We eat crispy, fatty chicharrón, slim green guindilla peppers pickled in vinegar and tart, tangy gilda. Each mouth-puckering bite demands another sip of vino joven – a chilled, refreshing red made the same year La Rioja’s winemakers harvest the grapes.
We watch cider being poured from a height over a barrel in Oviedo. There’s vermouth – sometimes preparado, sometimes simply served with a few anchovy-stuffed olives swimming around. Citrus spirals are animated by the bubbles of a gintonic in balloon-shaped copa glass. Slightly sweet and with an aniseed spike, dinner in Navarra ends with patxaran liqueur made from blackthorn or sloe berries. While at lunch, set menus are served with half a bottle of wine each.
In Asturias, comfort comes in the form of fabada – a white bean stew featuring all kinds of piggy pieces – chorizo, bacon, ham hock, black pudding, pork belly.
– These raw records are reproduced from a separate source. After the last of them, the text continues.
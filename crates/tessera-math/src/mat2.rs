//! 2x2 matrices for planar linear transforms.

use crate::matrix::check_invertible;
use crate::{MathResult, Matrix, Vec2};

/// A 2x2 matrix.
pub type Mat2 = Matrix<2>;

impl Matrix<2> {
    /// Creates a matrix from elements written row by row.
    #[inline]
    pub const fn new(m00: f32, m01: f32, m10: f32, m11: f32) -> Self {
        Self([[m00, m10], [m01, m11]])
    }

    /// Creates a matrix from a column-major array.
    #[inline]
    pub const fn from_cols_array(a: [f32; 4]) -> Self {
        Self([[a[0], a[1]], [a[2], a[3]]])
    }

    /// Creates a matrix from a row-major array.
    #[inline]
    pub const fn from_rows_array(a: [f32; 4]) -> Self {
        Self::new(a[0], a[1], a[2], a[3])
    }

    /// Returns the elements as a column-major array.
    #[inline]
    pub const fn to_cols_array(self) -> [f32; 4] {
        let [[a, b], [c, d]] = self.0;
        [a, b, c, d]
    }

    /// Scales the basis columns: `self · diag(v)`.
    #[inline]
    pub fn scale(mut self, v: Vec2) -> Self {
        for (col, s) in self.0.iter_mut().zip(v.0) {
            col.iter_mut().for_each(|x| *x *= s);
        }
        self
    }

    /// Rotates counter-clockwise by `angle` radians: `self · R(angle)`.
    pub fn rotate(self, angle: f32) -> Self {
        let (s, c) = angle.sin_cos();
        let [c0, c1] = self.0;
        Self([
            [c * c0[0] + s * c1[0], c * c0[1] + s * c1[1]],
            [c * c1[0] - s * c0[0], c * c1[1] - s * c0[1]],
        ])
    }

    /// Determinant `ad - bc`.
    #[inline]
    pub fn det(&self) -> f32 {
        let [[m00, m10], [m01, m11]] = self.0;
        m00 * m11 - m01 * m10
    }

    /// Inverts the matrix.
    ///
    /// # Errors
    ///
    /// [`MathError::Singular`](crate::MathError::Singular) if the determinant
    /// is within [`SINGULAR_THRESHOLD`](crate::SINGULAR_THRESHOLD) of zero.
    pub fn inverse(self) -> MathResult<Self> {
        let det = check_invertible(self.det())?;
        let inv_det = 1.0 / det;
        let [[m00, m10], [m01, m11]] = self.0;
        Ok(Self([
            [m11 * inv_det, -m10 * inv_det],
            [-m01 * inv_det, m00 * inv_det],
        ]))
    }

    /// Converts to glam Mat2.
    #[inline]
    pub fn to_glam(self) -> glam::Mat2 {
        glam::Mat2::from_cols_array(&self.to_cols_array())
    }

    /// Creates from glam Mat2.
    #[inline]
    pub fn from_glam(m: glam::Mat2) -> Self {
        Self::from_cols_array(m.to_cols_array())
    }
}

#[cfg(test)]
mod tests {
    use super::*;
    use crate::MathError;
    use approx::assert_abs_diff_eq;
    use std::f32::consts::FRAC_PI_2;

    #[test]
    fn test_det() {
        assert_eq!(Mat2::new(0.0, 1.0, 2.0, 3.0).det(), -2.0);
        assert_eq!(Mat2::IDENTITY.det(), 1.0);
        assert_eq!(Mat2::ZERO.det(), 0.0);
    }

    #[test]
    fn test_inverse() {
        let inv = Mat2::new(0.0, 1.0, 2.0, 3.0).inverse().unwrap().round(2);
        assert_eq!(inv.to_cols_array(), [-1.5, 1.0, 0.5, 0.0]);
    }

    #[test]
    fn test_inverse_singular() {
        let err = Mat2::new(1.0, 2.0, 2.0, 4.0).inverse().unwrap_err();
        assert_eq!(err, MathError::Singular { det: 0.0 });
    }

    #[test]
    fn test_scale() {
        let m = Mat2::new(1.0, 2.0, 3.0, 4.0).scale(Vec2::new(2.0, 3.0));
        assert_eq!(m, Mat2::new(2.0, 6.0, 6.0, 12.0));
    }

    #[test]
    fn test_rotate() {
        let m = Mat2::IDENTITY.rotate(FRAC_PI_2);
        assert_abs_diff_eq!(m * Vec2::new(1.0, 0.0), Vec2::new(0.0, 1.0), epsilon = 1e-6);
    }

    #[test]
    fn test_array_roundtrip() {
        let m = Mat2::from_rows_array([1.0, 2.0, 3.0, 4.0]);
        assert_eq!(Mat2::from_cols_array(m.to_cols_array()), m);
        assert_eq!(m.to_cols_array(), [1.0, 3.0, 2.0, 4.0]);
        assert_eq!(Mat2::from_glam(m.to_glam()), m);
    }
}
//! Bounded stack of composed world transforms.
//!
//! [`MatrixStack`] mirrors the push/pop discipline of immediate-mode 3D APIs.
//! It always holds an identity base; every [`push`](MatrixStack::push)
//! composes the new local transform with the current top, so the top is the
//! world matrix of whatever is being drawn.
//!
//! # Usage
//!
//! ```rust
//! use tessera_math::{Mat4, Vec3};
//! use tessera_scene::MatrixStack;
//!
//! let mut stack = MatrixStack::new();
//! let body = Mat4::IDENTITY.translate(Vec3::new(0.0, 1.0, 0.0));
//! let arm = Mat4::IDENTITY.translate(Vec3::new(1.0, 0.0, 0.0));
//!
//! stack.push(&body)?;
//! let world = stack.push(&arm)?;
//! assert_eq!(world.transform_point(Vec3::ZERO), Vec3::new(1.0, 1.0, 0.0));
//!
//! stack.pop();
//! stack.pop();
//! assert!(stack.is_empty());
//! # Ok::<(), tessera_scene::SceneError>(())
//! ```

use crate::{SceneError, SceneResult};
use tessera_math::Mat4;
use tracing::{trace, warn};

/// Default maximum number of matrices above the identity base.
pub const DEFAULT_DEPTH_LIMIT: usize = 128;

/// Stack of composed [`Mat4`] transforms over a permanent identity base.
#[derive(Debug, Clone, PartialEq)]
pub struct MatrixStack {
    /// `stack[0]` is the identity base and is never removed.
    stack: Vec<Mat4>,
    depth_limit: usize,
}

impl MatrixStack {
    /// Creates a stack holding only the identity base, with
    /// [`DEFAULT_DEPTH_LIMIT`].
    pub fn new() -> Self {
        Self::with_depth_limit(DEFAULT_DEPTH_LIMIT)
    }

    /// Creates an empty stack with a custom depth limit.
    pub fn with_depth_limit(depth_limit: usize) -> Self {
        let mut stack = Vec::with_capacity(depth_limit.min(DEFAULT_DEPTH_LIMIT) + 1);
        stack.push(Mat4::IDENTITY);
        Self { stack, depth_limit }
    }

    /// Maximum number of matrices that may be pushed.
    #[inline]
    pub fn depth_limit(&self) -> usize {
        self.depth_limit
    }

    /// Changes the depth limit.
    ///
    /// Matrices already on the stack are kept even if the new limit is lower;
    /// further pushes fail until enough have been popped.
    pub fn set_depth_limit(&mut self, depth_limit: usize) {
        self.depth_limit = depth_limit;
    }

    /// Current world matrix. The identity base when nothing is pushed.
    #[inline]
    pub fn head(&self) -> &Mat4 {
        // stack is never empty
        &self.stack[self.stack.len() - 1]
    }

    /// Composes `local` with the current top and pushes the result.
    ///
    /// Returns the new top, `head · local`.
    ///
    /// # Errors
    ///
    /// [`SceneError::DepthLimit`] if [`depth_limit`](Self::depth_limit)
    /// matrices are already pushed. The stack is left unchanged.
    pub fn push(&mut self, local: &Mat4) -> SceneResult<Mat4> {
        if self.size() >= self.depth_limit {
            warn!(limit = self.depth_limit, "matrix stack depth limit reached");
            return Err(SceneError::depth_limit(self.depth_limit));
        }

        let top = self.head().apply(local);
        self.stack.push(top);
        trace!(size = self.size(), "stack::push");
        Ok(top)
    }

    /// Removes and returns the top matrix.
    ///
    /// Returns `None` when only the identity base remains; the base itself is
    /// never removed.
    pub fn pop(&mut self) -> Option<Mat4> {
        if self.stack.len() <= 1 {
            trace!("stack::pop on empty stack");
            return None;
        }
        let top = self.stack.pop();
        trace!(size = self.size(), "stack::pop");
        top
    }

    /// Number of pushed matrices, not counting the identity base.
    #[inline]
    pub fn size(&self) -> usize {
        self.stack.len() - 1
    }

    /// Returns `true` if nothing is pushed.
    #[inline]
    pub fn is_empty(&self) -> bool {
        self.size() == 0
    }

    /// Pops everything down to the identity base.
    pub fn clear(&mut self) {
        self.stack.truncate(1);
    }

    /// Pushes `local`, runs `f`, then pops.
    ///
    /// The pop happens whether `f` succeeds or fails, so a failing subtree
    /// cannot unbalance the stack.
    ///
    /// # Errors
    ///
    /// The push error converted into `E`, or whatever `f` returns.
    pub fn scoped<T, E, F>(&mut self, local: &Mat4, f: F) -> Result<T, E>
    where
        E: From<SceneError>,
        F: FnOnce(&mut Self) -> Result<T, E>,
    {
        let depth = self.size();
        self.push(local)?;
        let result = f(self);
        self.stack.truncate(depth + 1);
        result
    }
}

impl Default for MatrixStack {
    fn default() -> Self {
        Self::new()
    }
}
In the coastal town of Castro Urdiales, we stand at Meson Marinero’s wood-panelled bar and eat an incredibly tender octopus salad. Glass counters in Santander are filled with a mix of sweet crab and mayonnaise, slathered teeteringly high on pieces of bread.
Hot melted butter coats our chins in Logroño, where one small shop is renowned for garlic-fried mushrooms piled on juice-soaked slices of baguette. In Pamplona, evenings are for biting into crispy croquettes – revealing their scorching, creamy insides – and forkfuls of heart-stoppingly rich grilled foie gras on toast.
On our journey from Ainsa in the Central Pyrenees to Haro in La Rioja, we spent two nights in Pamplona at Hotel Ciudadela, which was compact and clean and very central.
If you’re entering Spain via France, I highly recommend you spend a couple of nights in Ainsa (we stayed at Alojamientos Ainsa Sanchez, which has a decent on-site restaurant) and go hiking in Parque Nacional de Ordesa. The tourist office in the hilltop old town area will sort you out with maps. We did the 18km round-trip to Cola de Caballo, which was stunning and easily done in a day if you drive from Ainsa to the car park at Torla.
We climbed peaks and gazed at waterfalls and shared bread and chorizo in an Alpine valley, where marmots tumbled in the lush green grass. Then the next day, we drove to Jaca for its star-shaped fortress and onto Monasterio de San Juan de la Pena to marvel at a monastery built into the side of a mountain.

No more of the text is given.